Richard Horne, chief executive of the U.K.'s National Cyber Security Centre, told the FBI's "Ahead of the Threat" podcast that rapid AI advances are accelerating the weaponization of known software flaws and that organizations must prioritize cybersecurity fundamentals to withstand a coming "patch wave." "AI is just going to shine a light on that and expose whether the fundamentals haven't been happening," Horne said.
Brett Leatherman opened the segment by citing the Verizon Data Breach Investigations Report, noting that exploiting a known software vulnerability is now the most common initial access vector (31% of breaches, up from 20%), that only 26% of items on CISA's Known Exploited Vulnerabilities list were fully remediated last year (down from 38%), and that the median time to fully patch rose from 32 days to 43 days. "Attackers are weaponizing known flaws faster than defenders can close them," Leatherman said, summarizing the report.
Horne framed the issue as a capacity and prioritization problem.

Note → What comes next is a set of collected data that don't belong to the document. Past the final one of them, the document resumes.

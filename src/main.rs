use clap::Parser;
use clap::error::ErrorKind;
use log::info;
use std::fs;
use std::path::{Path, PathBuf};
use std::process::ExitCode;

use action_validator::{ActionType, BuiltinValidator, Validator};

/// Action Validator - validate a GitHub Action or Workflow YAML file
#[derive(Parser, Debug)]
#[command(
    name = "action-validator",
    about = "A validator for GitHub Action and Workflow YAML files",
    version,
    arg_required_else_help = true
)]
struct Args {
    /// Be more verbose
    #[arg(short, long)]
    verbose: bool,

    /// Input file
    #[arg(value_name = "path_to_action_yaml")]
    path: PathBuf,
}

fn main() -> ExitCode {
    let args = match Args::try_parse() {
        Ok(args) => args,
        Err(err) => {
            // Help and version go to stdout; everything else is a usage error.
            let _ = err.print();
            return match err.kind() {
                ErrorKind::DisplayHelp | ErrorKind::DisplayVersion => ExitCode::SUCCESS,
                _ => ExitCode::FAILURE,
            };
        }
    };

    let default_level = if args.verbose { "info" } else { "warn" };
    env_logger::Builder::from_env(env_logger::Env::default().default_filter_or(default_level)).init();

    validate_file(&args.path)
}

fn validate_file(path: &Path) -> ExitCode {
    if !path.exists() {
        eprintln!("File not found: {}", path.display());
        return ExitCode::FAILURE;
    }

    let src = match fs::read_to_string(path) {
        Ok(src) => src,
        Err(err) => {
            eprintln!("Unable to read file: {}", err);
            return ExitCode::FAILURE;
        }
    };

    let action_type = ActionType::from_path(path);
    let file_name = path
        .file_name()
        .map(|name| name.to_string_lossy().to_string())
        .unwrap_or_else(|| "file".to_string());
    match action_type {
        ActionType::Action => info!("Treating {} as an Action definition", file_name),
        ActionType::Workflow => info!("Treating {} as a Workflow definition", file_name),
    }

    let state = BuiltinValidator::new().validate(action_type, &src);
    if state.is_valid() {
        return ExitCode::SUCCESS;
    }

    match serde_json::to_string_pretty(&state) {
        Ok(json) => eprintln!("{}", json),
        Err(err) => eprintln!("Unable to serialize validation state: {}", err),
    }
    ExitCode::FAILURE
}
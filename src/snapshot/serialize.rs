use crate::engine::ValidationState;

/// Serialize a state the way snapshot files store it.
///
/// Keys follow the declared field order, indentation is two spaces and a
/// single trailing newline is appended.
pub fn serialize_state(state: &ValidationState) -> serde_json::Result<String> {
    let mut text = serde_json::to_string_pretty(state)?;
    text.push('\n');
    Ok(text)
}

/// Exact text comparison; formatting drift counts as a mismatch
pub fn snapshot_matches(expected: &str, actual: &str) -> bool {
    expected == actual
}

#[cfg(test)]
mod tests {
    use super::*;
    use crate::engine::{ActionType, NestedState, ValidationError};
    use pretty_assertions::assert_eq;

    #[test]
    fn test_empty_state_layout() {
        let text = serialize_state(&ValidationState::new(ActionType::Action)).unwrap();
        assert_eq!(text, "{\n  \"actionType\": \"action\",\n  \"errors\": []\n}\n");
    }

    #[test]
    fn test_nested_layout() {
        let state = ValidationState {
            action_type: ActionType::Workflow,
            errors: vec![
                ValidationError::schema("any_of", "/on", "AnyOf conditions are not met").states(vec![
                    NestedState {
                        errors: vec![ValidationError::schema("wrong_type", "/on", "Type of the value is wrong")],
                    },
                ]),
            ],
        };
        let expected = r#"{
  "actionType": "workflow",
  "errors": [
    {
      "code": "any_of",
      "path": "/on",
      "title": "AnyOf conditions are not met",
      "states": [
        {
          "errors": [
            {
              "code": "wrong_type",
              "path": "/on",
              "title": "Type of the value is wrong"
            }
          ]
        }
      ]
    }
  ]
}
"#;
        assert_eq!(serialize_state(&state).unwrap(), expected);
    }

    #[test]
    fn test_serialization_is_deterministic() {
        let state = ValidationState {
            action_type: ActionType::Workflow,
            errors: vec![
                ValidationError::schema("b", "/b", "second").detail("d"),
                ValidationError::schema("a", "/a", "first"),
            ],
        };
        let first = serialize_state(&state).unwrap();
        let second = serialize_state(&state.clone()).unwrap();
        assert_eq!(first, second);
        assert!(first.find("\"b\"").unwrap() < first.find("\"a\"").unwrap());
    }

    #[test]
    fn test_comparison_is_byte_exact() {
        let text = serialize_state(&ValidationState::new(ActionType::Action)).unwrap();
        assert!(snapshot_matches(&text, &text));
        assert!(!snapshot_matches(text.trim_end(), &text));
        assert!(!snapshot_matches(
            "{\"actionType\":\"action\",\"errors\":[]}\n",
            &text
        ));
        assert!(!snapshot_matches(
            "{\n  \"errors\": [],\n  \"actionType\": \"action\"\n}\n",
            &text
        ));
    }
}
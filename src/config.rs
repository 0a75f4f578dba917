//! Configuration management with environment variable support.
//!
//! This module provides centralized configuration for the snapshot harness,
//! supporting:
//! - Environment variables for all configurable values
//! - Sensible defaults matching the conventional fixture layout
//!
//! # Environment Variables
//!
//! | Variable | Description | Default |
//! |----------|-------------|---------|
//! | `ACTION_VALIDATOR_FIXTURE_DIR` | Root directory holding one subdirectory per test case | `test` |
//! | `ACTION_VALIDATOR_SNAPSHOT_FILE` | File name of the persisted snapshot in each case | `validation_state.snap.json` |
//! | `ACTION_VALIDATOR_COLOR` | Colored output: `auto`, `always` or `never` | `auto` |
//!
//! `NO_COLOR` is honoured when the color mode is `auto`.

use clap::ValueEnum;
use std::env;
use std::io::IsTerminal;
use std::sync::OnceLock;

// ============================================================================
// Default Values
// ============================================================================

/// Default fixture root, relative to the working directory
pub const DEFAULT_FIXTURE_DIR: &str = "test";

/// Default snapshot file name inside each test case directory
pub const DEFAULT_SNAPSHOT_FILE: &str = "validation_state.snap.json";

/// Default color mode
pub const DEFAULT_COLOR: ColorMode = ColorMode::Auto;

// ============================================================================
// Environment Variable Names
// ============================================================================

/// Environment variable for the fixture root
pub const ENV_FIXTURE_DIR: &str = "ACTION_VALIDATOR_FIXTURE_DIR";

/// Environment variable for the snapshot file name
pub const ENV_SNAPSHOT_FILE: &str = "ACTION_VALIDATOR_SNAPSHOT_FILE";

/// Environment variable for the color mode
pub const ENV_COLOR: &str = "ACTION_VALIDATOR_COLOR";

/// Conventional opt-out of colored output
pub const ENV_NO_COLOR: &str = "NO_COLOR";

// ============================================================================
// Color Mode
// ============================================================================

/// When to emit ANSI styling
#[derive(Debug, Clone, Copy, PartialEq, Eq, ValueEnum)]
pub enum ColorMode {
    /// Color when stdout is a terminal and `NO_COLOR` is unset
    Auto,
    /// Always color
    Always,
    /// Never color
    Never,
}

impl ColorMode {
    /// Parse a mode name, case-insensitively
    pub fn parse(value: &str) -> Option<Self> {
        match value.trim().to_lowercase().as_str() {
            "auto" => Some(ColorMode::Auto),
            "always" => Some(ColorMode::Always),
            "never" => Some(ColorMode::Never),
            _ => None,
        }
    }

    /// Decide whether to color, given whether output goes to a terminal
    pub fn enabled(self, is_terminal: bool) -> bool {
        match self {
            ColorMode::Always => true,
            ColorMode::Never => false,
            ColorMode::Auto => is_terminal && env::var_os(ENV_NO_COLOR).is_none(),
        }
    }

    /// Decide against the process stdout
    pub fn enabled_for_stdout(self) -> bool {
        self.enabled(std::io::stdout().is_terminal())
    }
}

// ============================================================================
// Configuration Getters (with caching)
// ============================================================================

static CONFIG: OnceLock<Config> = OnceLock::new();

/// Get the global configuration (initialized from environment on first access)
pub fn get() -> &'static Config {
    CONFIG.get_or_init(Config::from_env)
}

/// Centralized configuration for the harness
#[derive(Debug, Clone)]
pub struct Config {
    /// Fixture layout settings
    pub fixtures: FixtureSettings,
    /// Output settings
    pub output: OutputSettings,
}

/// Where fixtures live and how snapshots are named
#[derive(Debug, Clone)]
pub struct FixtureSettings {
    /// Root directory with one subdirectory per case
    pub root_dir: String,
    /// Snapshot file name inside each case
    pub snapshot_file: String,
}

/// Terminal output settings
#[derive(Debug, Clone)]
pub struct OutputSettings {
    /// Color mode
    pub color: ColorMode,
}

impl Config {
    /// Create configuration from environment variables, falling back to defaults
    pub fn from_env() -> Self {
        Self {
            fixtures: FixtureSettings::from_env(),
            output: OutputSettings::from_env(),
        }
    }

    /// Create configuration with all defaults (ignoring environment)
    pub fn defaults() -> Self {
        Self {
            fixtures: FixtureSettings::defaults(),
            output: OutputSettings::defaults(),
        }
    }
}

impl Default for Config {
    fn default() -> Self {
        Self::from_env()
    }
}

impl FixtureSettings {
    pub fn from_env() -> Self {
        Self {
            root_dir: env::var(ENV_FIXTURE_DIR).unwrap_or_else(|_| DEFAULT_FIXTURE_DIR.to_string()),
            snapshot_file: env::var(ENV_SNAPSHOT_FILE)
                .unwrap_or_else(|_| DEFAULT_SNAPSHOT_FILE.to_string()),
        }
    }

    pub fn defaults() -> Self {
        Self {
            root_dir: DEFAULT_FIXTURE_DIR.to_string(),
            snapshot_file: DEFAULT_SNAPSHOT_FILE.to_string(),
        }
    }
}

impl OutputSettings {
    pub fn from_env() -> Self {
        Self {
            color: env::var(ENV_COLOR)
                .ok()
                .and_then(|s| ColorMode::parse(&s))
                .unwrap_or(DEFAULT_COLOR),
        }
    }

    pub fn defaults() -> Self {
        Self { color: DEFAULT_COLOR }
    }
}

He endorsed the NCSC's "technical debt" language to get board attention, and urged CISOs to articulate their attack surface, budget for remediation costs and test operational plans so critical applications can be taken offline for urgent patches. "If they're doing this right, when those patches come, they're going to identify end-of-life devices; they're going to be taken offline and replaced," he said.
On AI, Horne said defenders should "walk before you run": use AI to automate first-line tasks such as anomaly detection and to improve code quality so that new software ships with fewer vulnerabilities. He warned of a short-term "bump" because existing codebases will still require massive updates, but called the longer-term potential "really exciting" if procurement and lifecycle practices change.

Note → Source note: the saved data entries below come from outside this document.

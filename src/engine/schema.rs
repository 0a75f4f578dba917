//! Structural rules applied by the built-in engine.
//!
//! This is a deliberately small subset of the published action and workflow
//! schemas: top-level keys, a handful of type checks and job dependency
//! resolution. Diagnostics are emitted in a fixed order (required keys in
//! declared order, unknown keys in sorted order, then nested checks in key
//! order) so repeated runs serialize identically.

use log::debug;
use serde_json::{Map, Value};

use crate::engine::types::{NestedState, ValidationError};

/// Allowed and required keys of a mapping
struct Shape {
    required: &'static [&'static str],
    allowed: &'static [&'static str],
}

const ACTION_SHAPE: Shape = Shape {
    required: &["name", "description", "runs"],
    allowed: &["name", "author", "description", "inputs", "outputs", "runs", "branding"],
};

const WORKFLOW_SHAPE: Shape = Shape {
    required: &["on", "jobs"],
    allowed: &[
        "name",
        "run-name",
        "on",
        "permissions",
        "env",
        "defaults",
        "concurrency",
        "jobs",
    ],
};

/// Check an action metadata document
pub(crate) fn check_action(doc: &Value) -> Vec<ValidationError> {
    let mut errors = Vec::new();
    if let Some(root) = check_shape(doc, &ACTION_SHAPE, &mut errors) {
        if let Some(runs) = root.get("runs") {
            check_runs(runs, &mut errors);
        }
    }
    errors
}

/// Check a workflow document
pub(crate) fn check_workflow(doc: &Value) -> Vec<ValidationError> {
    let mut errors = Vec::new();
    if let Some(root) = check_shape(doc, &WORKFLOW_SHAPE, &mut errors) {
        if let Some(on) = root.get("on") {
            check_on(on, &mut errors);
        }
        if let Some(jobs) = root.get("jobs") {
            check_jobs(jobs, &mut errors);
        }
    }
    errors
}

fn check_shape<'a>(
    doc: &'a Value,
    shape: &Shape,
    errors: &mut Vec<ValidationError>,
) -> Option<&'a Map<String, Value>> {
    let Some(root) = doc.as_object() else {
        errors.push(wrong_type("", "object", doc));
        return None;
    };

    debug!("checking {} top-level keys", root.len());

    for key in shape.required {
        if !root.contains_key(*key) {
            errors.push(required(&pointer("", key)));
        }
    }

    for key in root.keys() {
        if !shape.allowed.contains(&key.as_str()) {
            errors.push(
                ValidationError::schema(
                    "additional_properties",
                    pointer("", key),
                    "Additional properties are not allowed",
                )
                .detail(format!("Additional property `{}` is not allowed", key)),
            );
        }
    }

    Some(root)
}

fn check_runs(runs: &Value, errors: &mut Vec<ValidationError>) {
    let Some(runs) = runs.as_object() else {
        errors.push(wrong_type("/runs", "object", runs));
        return;
    };

    match runs.get("using") {
        None => errors.push(required("/runs/using")),
        Some(Value::String(_)) => {}
        Some(other) => errors.push(wrong_type("/runs/using", "string", other)),
    }
}

fn check_on(on: &Value, errors: &mut Vec<ValidationError>) {
    match on {
        Value::String(_) | Value::Array(_) | Value::Object(_) => {}
        other => errors.push(any_of("/on", &["string", "array", "object"], other)),
    }
}

fn check_jobs(jobs: &Value, errors: &mut Vec<ValidationError>) {
    let Some(jobs) = jobs.as_object() else {
        errors.push(wrong_type("/jobs", "object", jobs));
        return;
    };

    for (job_name, job) in jobs {
        let job_path = pointer("/jobs", job_name);
        let Some(job) = job.as_object() else {
            errors.push(wrong_type(&job_path, "object", job));
            continue;
        };

        let needs_path = pointer(&job_path, "needs");
        match job.get("needs") {
            None => {}
            Some(Value::String(need)) => {
                if !jobs.contains_key(need) {
                    errors.push(unresolved_job(&needs_path, need));
                }
            }
            Some(Value::Array(needs)) => {
                for (index, need) in needs.iter().enumerate() {
                    match need.as_str() {
                        Some(need) if !jobs.contains_key(need) => {
                            errors.push(unresolved_job(&needs_path, need));
                        }
                        Some(_) => {}
                        None => errors.push(wrong_type(
                            &pointer(&needs_path, &index.to_string()),
                            "string",
                            need,
                        )),
                    }
                }
            }
            Some(other) => errors.push(any_of(&needs_path, &["string", "array"], other)),
        }
    }
}

fn required(path: &str) -> ValidationError {
    ValidationError::schema("required", path, "This property is required")
}

fn unresolved_job(path: &str, need: &str) -> ValidationError {
    ValidationError::schema("unresolved_job", path, "Unresolved job")
        .detail(format!("unresolved job {}", need))
}

fn wrong_type(path: &str, expected: &str, actual: &Value) -> ValidationError {
    ValidationError::schema("wrong_type", path, "Type of the value is wrong").detail(format!(
        "The value must be {}, found {}",
        expected,
        type_name(actual)
    ))
}

/// One nested state per alternative, each holding the type mismatch for it
fn any_of(path: &str, alternatives: &[&str], actual: &Value) -> ValidationError {
    let states = alternatives
        .iter()
        .map(|expected| NestedState {
            errors: vec![wrong_type(path, expected, actual)],
        })
        .collect();

    ValidationError::schema("any_of", path, "AnyOf conditions are not met").states(states)
}

fn type_name(value: &Value) -> &'static str {
    match value {
        Value::Null => "null",
        Value::Bool(_) => "boolean",
        Value::Number(_) => "number",
        Value::String(_) => "string",
        Value::Array(_) => "array",
        Value::Object(_) => "object",
    }
}

/// Append one escaped segment to a JSON pointer
fn pointer(parent: &str, segment: &str) -> String {
    format!("{}/{}", parent, segment.replace('~', "~0").replace('/', "~1"))
}

#[cfg(test)]
mod tests {
    use super::*;
    use serde_json::json;

    fn codes_and_paths(errors: &[ValidationError]) -> Vec<(String, String)> {
        errors
            .iter()
            .map(|e| (e.code().to_string(), e.path().unwrap_or("-").to_string()))
            .collect()
    }

    #[test]
    fn test_minimal_action_is_clean() {
        let doc = json!({
            "name": "hello",
            "description": "says hello",
            "runs": {"using": "node20", "main": "index.js"}
        });
        assert!(check_action(&doc).is_empty());
    }

    #[test]
    fn test_action_missing_keys_in_declared_order() {
        let doc = json!({"author": "me"});
        assert_eq!(
            codes_and_paths(&check_action(&doc)),
            vec![
                ("required".to_string(), "/name".to_string()),
                ("required".to_string(), "/description".to_string()),
                ("required".to_string(), "/runs".to_string()),
            ]
        );
    }

    #[test]
    fn test_action_runs_using() {
        let doc = json!({"name": "a", "description": "b", "runs": {"main": "x"}});
        assert_eq!(
            codes_and_paths(&check_action(&doc)),
            vec![("required".to_string(), "/runs/using".to_string())]
        );

        let doc = json!({"name": "a", "description": "b", "runs": "node20"});
        assert_eq!(
            codes_and_paths(&check_action(&doc)),
            vec![("wrong_type".to_string(), "/runs".to_string())]
        );
    }

    #[test]
    fn test_unknown_top_level_key() {
        let doc = json!({"on": "push", "jobs": {}, "bogus": true});
        let errors = check_workflow(&doc);
        assert_eq!(
            codes_and_paths(&errors),
            vec![("additional_properties".to_string(), "/bogus".to_string())]
        );
    }

    #[test]
    fn test_non_mapping_document() {
        let errors = check_workflow(&json!(["a", "b"]));
        assert_eq!(codes_and_paths(&errors), vec![("wrong_type".to_string(), "".to_string())]);
    }

    #[test]
    fn test_on_any_of_states() {
        let doc = json!({"on": 5, "jobs": {}});
        let errors = check_workflow(&doc);
        assert_eq!(errors.len(), 1);
        match &errors[0] {
            ValidationError::Schema { code, path, states: Some(states), .. } => {
                assert_eq!(code, "any_of");
                assert_eq!(path, "/on");
                assert_eq!(states.len(), 3);
                assert!(states.iter().all(|s| s.errors.len() == 1));
            }
            other => panic!("unexpected diagnostic: {:?}", other),
        }
    }

    #[test]
    fn test_unresolved_needs() {
        let doc = json!({
            "on": "push",
            "jobs": {
                "build": {"runs-on": "ubuntu-latest"},
                "deploy": {"needs": ["build", "test"]},
                "lint": {"needs": "missing"}
            }
        });
        let errors = check_workflow(&doc);
        assert_eq!(
            codes_and_paths(&errors),
            vec![
                ("unresolved_job".to_string(), "/jobs/deploy/needs".to_string()),
                ("unresolved_job".to_string(), "/jobs/lint/needs".to_string()),
            ]
        );
        match &errors[0] {
            ValidationError::Schema { detail, .. } => {
                assert_eq!(detail.as_deref(), Some("unresolved job test"));
            }
            other => panic!("unexpected diagnostic: {:?}", other),
        }
    }

    #[test]
    fn test_pointer_escaping() {
        assert_eq!(pointer("", "on"), "/on");
        assert_eq!(pointer("/jobs", "a/b~c"), "/jobs/a~1b~0c");
    }
}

Horne also urged industry cooperation in mid-space interventions. He described NCSC's "share and defend" service that aggregates malicious links and provides them to ISPs for real-time blocking, producing billions of blocked attempts. He said trust groups of sector CISOs and rapid sharing of intelligence enable faster defensive action and produce feedback that improves government advisories.

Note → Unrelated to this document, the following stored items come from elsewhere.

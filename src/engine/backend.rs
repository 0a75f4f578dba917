use log::debug;
use serde_json::Value;

use crate::engine::schema;
use crate::engine::types::{ActionType, ValidationError, ValidationState};

/// Entry points of a validation engine.
///
/// Implementations are pure with respect to process state: the same text
/// always yields the same [`ValidationState`], and malformed input is
/// reported through diagnostics rather than an error.
pub trait Validator {
    /// Validate action metadata
    fn validate_action(&self, src: &str) -> ValidationState;

    /// Validate a workflow definition
    fn validate_workflow(&self, src: &str) -> ValidationState;

    /// Short name for log output
    fn name(&self) -> &str;

    /// Dispatch on document kind
    fn validate(&self, action_type: ActionType, src: &str) -> ValidationState {
        match action_type {
            ActionType::Action => self.validate_action(src),
            ActionType::Workflow => self.validate_workflow(src),
        }
    }
}

// ============================================================================
// Built-in engine
// ============================================================================

/// Reference engine: YAML parsing plus the structural rules in `schema`
#[derive(Debug, Default, Clone, Copy)]
pub struct BuiltinValidator;

impl BuiltinValidator {
    pub fn new() -> Self {
        Self
    }

    fn run(&self, action_type: ActionType, src: &str) -> ValidationState {
        let doc: Value = match serde_yaml::from_str(src) {
            Ok(doc) => doc,
            Err(err) => {
                debug!("document is not valid YAML: {}", err);
                return ValidationState {
                    action_type,
                    errors: vec![ValidationError::from(err)],
                };
            }
        };

        let errors = match action_type {
            ActionType::Action => schema::check_action(&doc),
            ActionType::Workflow => schema::check_workflow(&doc),
        };
        debug!("{} check produced {} diagnostic(s)", action_type, errors.len());

        ValidationState { action_type, errors }
    }
}

impl Validator for BuiltinValidator {
    fn validate_action(&self, src: &str) -> ValidationState {
        self.run(ActionType::Action, src)
    }

    fn validate_workflow(&self, src: &str) -> ValidationState {
        self.run(ActionType::Workflow, src)
    }

    fn name(&self) -> &str {
        "builtin"
    }
}

// ============================================================================
// Fixed engine (testing)
// ============================================================================

/// Engine returning the same diagnostics for every document
#[derive(Debug, Default, Clone)]
pub struct FixedValidator {
    errors: Vec<ValidationError>,
}

impl FixedValidator {
    /// Report the given diagnostics for every call
    pub fn new(errors: Vec<ValidationError>) -> Self {
        Self { errors }
    }

    /// Report every document as valid
    pub fn valid() -> Self {
        Self::default()
    }
}

impl Validator for FixedValidator {
    fn validate_action(&self, _src: &str) -> ValidationState {
        ValidationState {
            action_type: ActionType::Action,
            errors: self.errors.clone(),
        }
    }

    fn validate_workflow(&self, _src: &str) -> ValidationState {
        ValidationState {
            action_type: ActionType::Workflow,
            errors: self.errors.clone(),
        }
    }

    fn name(&self) -> &str {
        "fixed"
    }
}

#[cfg(test)]
mod tests {
    use super::*;

    const MINIMAL_ACTION: &str = "\
name: hello
description: says hello
runs:
  using: node20
  main: index.js
";

    #[test]
    fn test_builtin_valid_action() {
        let state = BuiltinValidator::new().validate_action(MINIMAL_ACTION);
        assert_eq!(state.action_type, ActionType::Action);
        assert!(state.is_valid(), "unexpected diagnostics: {:?}", state.errors);
    }

    #[test]
    fn test_builtin_same_text_validated_as_workflow() {
        let state = BuiltinValidator::new().validate(ActionType::Workflow, MINIMAL_ACTION);
        assert_eq!(state.action_type, ActionType::Workflow);
        let codes: Vec<&str> = state.errors.iter().map(|e| e.code()).collect();
        assert!(codes.contains(&"required"));
        assert!(codes.contains(&"additional_properties"));
    }

    #[test]
    fn test_builtin_parse_error_has_location() {
        let state = BuiltinValidator::new().validate_workflow("on: [push\njobs: {}\n");
        assert_eq!(state.errors.len(), 1);
        let error = &state.errors[0];
        assert_eq!(error.code(), "invalid_yaml");
        assert_eq!(error.path(), None);
        assert!(error.location().is_some());
    }

    #[test]
    fn test_builtin_is_deterministic() {
        let src = "on: push\njobs:\n  b:\n    needs: [x, y]\n  a:\n    needs: z\nextra: 1\n";
        let validator = BuiltinValidator::new();
        assert_eq!(validator.validate_workflow(src), validator.validate_workflow(src));
    }

    #[test]
    fn test_fixed_validator_keeps_kind() {
        let validator = FixedValidator::new(vec![ValidationError::schema("c", "/p", "t")]);
        assert_eq!(validator.validate(ActionType::Action, "").action_type, ActionType::Action);
        assert_eq!(validator.validate(ActionType::Workflow, "").errors.len(), 1);
        assert!(FixedValidator::valid().validate_action("anything").is_valid());
    }
}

On ransomware, Horne argued organizations should aim not to pay extortion demands. Drawing on Operation Cronos and past takedowns of LockBit, he said paying does not guarantee deletion of exfiltrated data and that recovery often still requires rebuilding systems over weeks or months. He recommended immutable backups, practiced recovery plans and organizational resilience.
Horne described workforce initiatives—Cyber First (school outreach), accredited university courses, bursaries and the I100 secondment program to rotate industry talent into government—and urged multi-year post-quantum roadmaps and "crypto agility" to prepare for future cryptographic transitions.
He closed by describing the value of offensive disruption to inform defense: coauthored advisories with U.S. partners produce industry actions that, in turn, generate intelligence for further interventions. "Offense is a critical part of defense," he said, and listeners were directed to NCSC.Gov.UK for advisories and trust-group participation.